- _Saved data entries_
________

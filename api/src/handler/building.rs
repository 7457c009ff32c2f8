use axum::extract::{Path, State};
use axum::response::IntoResponse;
use axum::Json;
use garde::Validate;
use kernel::model::id::{BuildingId, FloorId};
use registry::AppRegistry;
use shared::error::{AppError, AppResult};

use crate::model::building::{
    BuildingResponse, BuildingsResponse, CreateBuildingRequest, CreateFloorRequest,
    CreateFloorRequestWithId, FloorResponse, FloorsResponse, UpdateBuildingRequest,
    UpdateBuildingRequestWithId, UpdateFloorRequest, UpdateFloorRequestWithId,
};
use crate::model::ApiResponse;

pub async fn register_building(
    State(registry): State<AppRegistry>,
    Json(req): Json<CreateBuildingRequest>,
) -> AppResult<impl IntoResponse> {
    req.validate(&())?;

    registry
        .building_repository()
        .create(req.into())
        .await
        .map(BuildingResponse::from)
        .map(ApiResponse::created)
}

pub async fn show_building_list(
    State(registry): State<AppRegistry>,
) -> AppResult<impl IntoResponse> {
    registry
        .building_repository()
        .find_all()
        .await
        .map(BuildingsResponse::from)
        .map(ApiResponse::ok)
}

pub async fn show_building(
    Path(building_id): Path<BuildingId>,
    State(registry): State<AppRegistry>,
) -> AppResult<impl IntoResponse> {
    registry
        .building_repository()
        .find_by_id(building_id)
        .await
        .and_then(|building| match building {
            Some(building) => Ok(ApiResponse::ok(BuildingResponse::from(building))),
            None => Err(AppError::EntityNotFound("Building not found".into())),
        })
}

pub async fn update_building(
    Path(building_id): Path<BuildingId>,
    State(registry): State<AppRegistry>,
    Json(req): Json<UpdateBuildingRequest>,
) -> AppResult<impl IntoResponse> {
    req.validate(&())?;

    let update = UpdateBuildingRequestWithId::new(building_id, req);
    registry
        .building_repository()
        .update(update.into())
        .await
        .map(BuildingResponse::from)
        .map(ApiResponse::ok)
}

pub async fn delete_building(
    Path(building_id): Path<BuildingId>,
    State(registry): State<AppRegistry>,
) -> AppResult<impl IntoResponse> {
    registry
        .building_repository()
        .delete(building_id)
        .await
        .map(|_| ApiResponse::message("Building deleted"))
}

pub async fn register_floor(
    Path(building_id): Path<BuildingId>,
    State(registry): State<AppRegistry>,
    Json(req): Json<CreateFloorRequest>,
) -> AppResult<impl IntoResponse> {
    req.validate(&())?;

    let create = CreateFloorRequestWithId::new(building_id, req);
    registry
        .floor_repository()
        .create(create.into())
        .await
        .map(FloorResponse::from)
        .map(ApiResponse::created)
}

pub async fn show_building_floors(
    Path(building_id): Path<BuildingId>,
    State(registry): State<AppRegistry>,
) -> AppResult<impl IntoResponse> {
    registry
        .floor_repository()
        .find_by_building(building_id)
        .await
        .map(FloorsResponse::from)
        .map(ApiResponse::ok)
}

pub async fn show_floor_list(State(registry): State<AppRegistry>) -> AppResult<impl IntoResponse> {
    registry
        .floor_repository()
        .find_all()
        .await
        .map(FloorsResponse::from)
        .map(ApiResponse::ok)
}

pub async fn show_floor(
    Path(floor_id): Path<FloorId>,
    State(registry): State<AppRegistry>,
) -> AppResult<impl IntoResponse> {
    registry
        .floor_repository()
        .find_by_id(floor_id)
        .await
        .and_then(|floor| match floor {
            Some(floor) => Ok(ApiResponse::ok(FloorResponse::from(floor))),
            None => Err(AppError::EntityNotFound("Floor not found".into())),
        })
}

pub async fn update_floor(
    Path(floor_id): Path<FloorId>,
    State(registry): State<AppRegistry>,
    Json(req): Json<UpdateFloorRequest>,
) -> AppResult<impl IntoResponse> {
    req.validate(&())?;

    let update = UpdateFloorRequestWithId::new(floor_id, req);
    registry
        .floor_repository()
        .update(update.into())
        .await
        .map(FloorResponse::from)
        .map(ApiResponse::ok)
}

pub async fn delete_floor(
    Path(floor_id): Path<FloorId>,
    State(registry): State<AppRegistry>,
) -> AppResult<impl IntoResponse> {
    registry
        .floor_repository()
        .delete(floor_id)
        .await
        .map(|_| ApiResponse::message("Floor deleted"))
}
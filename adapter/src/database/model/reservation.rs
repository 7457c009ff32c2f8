use chrono::{DateTime, Utc};
use kernel::model::hosting::Guest;
use kernel::model::id::{ReservationId, RoomId};
use kernel::model::reservation::Reservation;
use sqlx::types::Json;

#[derive(sqlx::FromRow)]
pub struct ReservationRow {
    pub id: ReservationId,
    pub room_id: RoomId,
    pub first_name: String,
    pub last_name: String,
    pub guest_id_card_number: String,
    pub guest_phone: String,
    pub job_title: String,
    pub department: String,
    pub guests: Json<Vec<Guest>>,
    pub check_in_date: DateTime<Utc>,
    pub check_out_date: Option<DateTime<Utc>>,
    pub notes: Option<String>,
    pub created_at: DateTime<Utc>,
}

impl From<ReservationRow> for Reservation {
    fn from(value: ReservationRow) -> Self {
        let ReservationRow {
            id,
            room_id,
            first_name,
            last_name,
            guest_id_card_number,
            guest_phone,
            job_title,
            department,
            guests,
            check_in_date,
            check_out_date,
            notes,
            created_at,
        } = value;
        Reservation {
            id,
            room_id,
            first_name,
            last_name,
            guest_id_card_number,
            guest_phone,
            job_title,
            department,
            guests: guests.0,
            check_in_date,
            check_out_date,
            notes,
            created_at,
        }
    }
}
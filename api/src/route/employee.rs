use axum::routing::{delete, get, post, put};
use axum::Router;
use registry::AppRegistry;

use crate::handler::employee::{
    delete_employee, register_employee, show_employee, show_employee_list, update_employee,
};

pub fn build_employee_routers() -> Router<AppRegistry> {
    let employees_routers = Router::new()
        .route("/", post(register_employee))
        .route("/", get(show_employee_list))
        .route("/:employee_id", get(show_employee))
        .route("/:employee_id", put(update_employee))
        .route("/:employee_id", delete(delete_employee));

    Router::new().nest("/employees", employees_routers)
}
use axum::{http::StatusCode, response::IntoResponse, Json};
use serde_json::json;
use thiserror::Error;

#[derive(Debug, Error)]
pub enum AppError {
    #[error("{0}")]
    UnprocessableEntity(String),
    #[error("{0}")]
    EntityNotFound(String),
    #[error("{0}")]
    ValidationError(#[from] garde::Report),
    #[error("transaction failed")]
    TransactionError(#[source] sqlx::Error),
    #[error("database operation failed")]
    SpecificOperationError(#[source] sqlx::Error),
    #[error("{0}")]
    NoRowsAffectedError(String),
    #[error("{0}")]
    ConversionEntityError(String),
}

impl AppError {
    fn status_code(&self) -> StatusCode {
        match self {
            AppError::UnprocessableEntity(_) => StatusCode::UNPROCESSABLE_ENTITY,
            AppError::EntityNotFound(_) => StatusCode::NOT_FOUND,
            AppError::ValidationError(_) => StatusCode::BAD_REQUEST,
            AppError::TransactionError(_)
            | AppError::SpecificOperationError(_)
            | AppError::NoRowsAffectedError(_)
            | AppError::ConversionEntityError(_) => StatusCode::INTERNAL_SERVER_ERROR,
        }
    }
}

impl IntoResponse for AppError {
    fn into_response(self) -> axum::response::Response {
        let status_code = self.status_code();
        if status_code.is_server_error() {
            tracing::error!(
                error.cause_chain = ?self,
                error.message = %self,
                "Unexpected error happened"
            );
        } else {
            tracing::warn!(
                error.cause_chain = ?self,
                error.message = %self,
                "Request rejected"
            );
        }

        let body = json!({
            "code": status_code.as_u16(),
            "message": self.to_string(),
        });
        (status_code, Json(body)).into_response()
    }
}

pub type AppResult<T> = Result<T, AppError>;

________

- _Task_
Please return every line of the records above that contains the word "value".

- _Expected answer_
    fn from(value: ReservationRow) -> Self {
        } = value;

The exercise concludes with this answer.